# EXERCISE DESCRIPTION
Check every line below for the word "auth" and give only the number of lines where it appears.

# PROVIDED RECORDS
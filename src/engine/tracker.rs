use chrono::Utc;
use uuid::Uuid;

use crate::auth::{self, Actor, Capability};
use crate::error::AppError;
use crate::models::courier::LocationFix;
use crate::models::delivery::{
    Delivery, LOCATION_HISTORY_CAP, LOCATION_HISTORY_TRIM,
};
use crate::state::{AppState, DeliveryEvent};

/// Ingest a courier position report for an in-flight delivery.
///
/// Last-write-wins: reports carry no sequence number, so a delayed network
/// retry can land after a fresher fix and win. Known limitation.
pub fn update_location(
    state: &AppState,
    delivery_id: Uuid,
    lat: f64,
    lng: f64,
    actor: &Actor,
) -> Result<Delivery, AppError> {
    auth::require(actor, Capability::ReportLocation)?;

    if !(-90.0..=90.0).contains(&lat) {
        return Err(AppError::Validation(format!("latitude {lat} out of range")));
    }
    if !(-180.0..=180.0).contains(&lng) {
        return Err(AppError::Validation(format!("longitude {lng} out of range")));
    }

    let now = Utc::now();
    let fix = LocationFix {
        lat,
        lng,
        recorded_at: now,
    };

    let mut delivery = state
        .deliveries
        .get_mut(&delivery_id)
        .ok_or_else(|| AppError::NotFound(format!("delivery {delivery_id} not found")))?;

    auth::require_assignee(actor, delivery.courier.courier_id())?;

    if !delivery.status.is_active() {
        return Err(AppError::Conflict(format!(
            "delivery is {}, position reports are only accepted for an active delivery",
            delivery.status.as_str()
        )));
    }

    delivery.current_location = Some(fix);
    delivery.location_history.push(fix);
    if delivery.location_history.len() > LOCATION_HISTORY_CAP {
        let keep_from = delivery.location_history.len() - LOCATION_HISTORY_TRIM;
        delivery.location_history.drain(..keep_from);
    }

    let courier_id = delivery.courier.courier_id();
    let snapshot = delivery.clone();
    drop(delivery);

    // Propagate to the courier's own record so dispatch sees fresh positions.
    if let Some(courier_id) = courier_id {
        if let Some(mut courier) = state.couriers.get_mut(&courier_id) {
            courier.current_location = Some(fix);
            courier.updated_at = now;
        }

        state.broadcast(DeliveryEvent::LocationUpdated {
            delivery_id,
            courier_id,
            fix,
        });
    }

    state.metrics.location_updates_total.inc();

    Ok(snapshot)
}

#[cfg(test)]
mod tests {
    use uuid::Uuid;

    use super::update_location;
    use crate::auth::{Actor, Role};
    use crate::engine::test_support::{
        berlin, berlin_nearby, force_status, seed_courier, seed_delivery, test_state,
    };
    use crate::models::delivery::{
        DeliveryStatus, LOCATION_HISTORY_CAP, LOCATION_HISTORY_TRIM,
    };

    fn courier_actor(id: Uuid) -> Actor {
        Actor {
            role: Role::Courier,
            id: Some(id),
        }
    }

    #[test]
    fn overwrites_current_and_propagates_to_courier() {
        let state = test_state();
        let courier_id = seed_courier(&state, 52.52, 13.40);
        let delivery_id = seed_delivery(&state, berlin(), berlin_nearby());
        force_status(&state, delivery_id, courier_id, DeliveryStatus::InTransit);

        let updated = update_location(&state, delivery_id, 52.525, 13.41, &courier_actor(courier_id))
            .unwrap();

        let fix = updated.current_location.unwrap();
        assert!((fix.lat - 52.525).abs() < 1e-12);
        assert_eq!(updated.location_history.len(), 1);

        let courier = state.couriers.get(&courier_id).unwrap();
        let courier_fix = courier.current_location.unwrap();
        assert!((courier_fix.lat - 52.525).abs() < 1e-12);
    }

    #[test]
    fn history_trims_to_most_recent_entries_on_overflow() {
        let state = test_state();
        let courier_id = seed_courier(&state, 52.52, 13.40);
        let delivery_id = seed_delivery(&state, berlin(), berlin_nearby());
        force_status(&state, delivery_id, courier_id, DeliveryStatus::InTransit);
        let actor = courier_actor(courier_id);

        for i in 0..=LOCATION_HISTORY_CAP {
            let lat = 52.0 + i as f64 * 1e-5;
            update_location(&state, delivery_id, lat, 13.40, &actor).unwrap();
        }

        let delivery = state.deliveries.get(&delivery_id).unwrap();
        assert_eq!(delivery.location_history.len(), LOCATION_HISTORY_TRIM);
        // The newest fix always survives the trim.
        let last = delivery.location_history.last().unwrap();
        assert!((last.lat - (52.0 + LOCATION_HISTORY_CAP as f64 * 1e-5)).abs() < 1e-12);
    }

    #[test]
    fn foreign_courier_is_rejected() {
        let state = test_state();
        let courier_id = seed_courier(&state, 52.52, 13.40);
        let other_id = seed_courier(&state, 52.55, 13.42);
        let delivery_id = seed_delivery(&state, berlin(), berlin_nearby());
        force_status(&state, delivery_id, courier_id, DeliveryStatus::InTransit);

        let err =
            update_location(&state, delivery_id, 52.53, 13.41, &courier_actor(other_id))
                .unwrap_err();
        assert!(matches!(err, crate::error::AppError::Forbidden(_)));
    }

    #[test]
    fn out_of_range_coordinates_are_rejected() {
        let state = test_state();
        let courier_id = seed_courier(&state, 52.52, 13.40);
        let delivery_id = seed_delivery(&state, berlin(), berlin_nearby());
        force_status(&state, delivery_id, courier_id, DeliveryStatus::InTransit);

        let err = update_location(&state, delivery_id, 91.0, 13.41, &courier_actor(courier_id))
            .unwrap_err();
        assert!(matches!(err, crate::error::AppError::Validation(_)));
    }
}
use std::env;

use crate::error::AppError;

#[derive(Debug, Clone)]
pub struct Config {
    pub http_port: u16,
    pub log_level: String,
    pub event_buffer_size: usize,
    /// Auto-dispatch search radius around the pickup point.
    pub dispatch_radius_km: f64,
    /// Added to the ETA while the courier is still inbound to the restaurant.
    pub prep_buffer_minutes: f64,
    /// Average speed for the straight-line ETA fallback.
    pub fallback_speed_kmh: f64,
    pub routing_enabled: bool,
    pub routing_timeout_ms: u64,
    pub transfer_timeout_ms: u64,
    pub payout_retry_interval_secs: u64,
}

impl Config {
    pub fn from_env() -> Result<Self, AppError> {
        let _ = dotenvy::dotenv();

        Ok(Self {
            http_port: parse_or_default("HTTP_PORT", 3000)?,
            log_level: env::var("LOG_LEVEL").unwrap_or_else(|_| "info".to_string()),
            event_buffer_size: parse_or_default("EVENT_BUFFER_SIZE", 1024)?,
            dispatch_radius_km: parse_or_default("DISPATCH_RADIUS_KM", 10.0)?,
            prep_buffer_minutes: parse_or_default("PREP_BUFFER_MINUTES", 5.0)?,
            fallback_speed_kmh: parse_or_default("FALLBACK_SPEED_KMH", 25.0)?,
            routing_enabled: parse_or_default("ROUTING_ENABLED", false)?,
            routing_timeout_ms: parse_or_default("ROUTING_TIMEOUT_MS", 2_000)?,
            transfer_timeout_ms: parse_or_default("TRANSFER_TIMEOUT_MS", 5_000)?,
            payout_retry_interval_secs: parse_or_default("PAYOUT_RETRY_INTERVAL_SECS", 300)?,
        })
    }
}

impl Default for Config {
    fn default() -> Self {
        Self {
            http_port: 3000,
            log_level: "info".to_string(),
            event_buffer_size: 1024,
            dispatch_radius_km: 10.0,
            prep_buffer_minutes: 5.0,
            fallback_speed_kmh: 25.0,
            routing_enabled: false,
            routing_timeout_ms: 2_000,
            transfer_timeout_ms: 5_000,
            payout_retry_interval_secs: 300,
        }
    }
}

fn parse_or_default<T>(key: &str, default: T) -> Result<T, AppError>
where
    T: std::str::FromStr,
    T::Err: std::fmt::Display,
{
    match env::var(key) {
        Ok(raw) => raw
            .parse::<T>()
            .map_err(|err| AppError::Internal(format!("invalid {key}: {err}"))),
        Err(_) => Ok(default),
    }
}
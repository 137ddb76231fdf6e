use chrono::{DateTime, Utc};
use serde::{Deserialize, Serialize};
use uuid::Uuid;

#[derive(Debug, Clone, Copy, Serialize, Deserialize, PartialEq, Eq)]
#[serde(rename_all = "snake_case")]
pub enum PayoutStatus {
    Pending,
    Processing,
    Completed,
    Failed,
}

#[derive(Debug, Clone, Default, Serialize, Deserialize)]
pub struct PayoutBreakdown {
    pub base_fees: f64,
    pub distance_bonuses: f64,
    pub wait_time_bonuses: f64,
    pub peak_hour_bonuses: f64,
    pub tips: f64,
    pub deductions: f64,
}

#[derive(Debug, Clone, Serialize, Deserialize)]
pub struct Payout {
    pub id: Uuid,
    pub courier_id: Uuid,
    pub period_start: DateTime<Utc>,
    pub period_end: DateTime<Utc>,
    /// Idempotence key: ISO year-week of the batching call, e.g. "2026-W32".
    pub period_key: String,
    pub breakdown: PayoutBreakdown,
    pub gross: f64,
    pub net: f64,
    pub delivery_count: u32,
    pub status: PayoutStatus,
    pub transfer_ref: Option<String>,
    pub created_at: DateTime<Utc>,
    pub completed_at: Option<DateTime<Utc>>,
}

# RESULT BELOW
4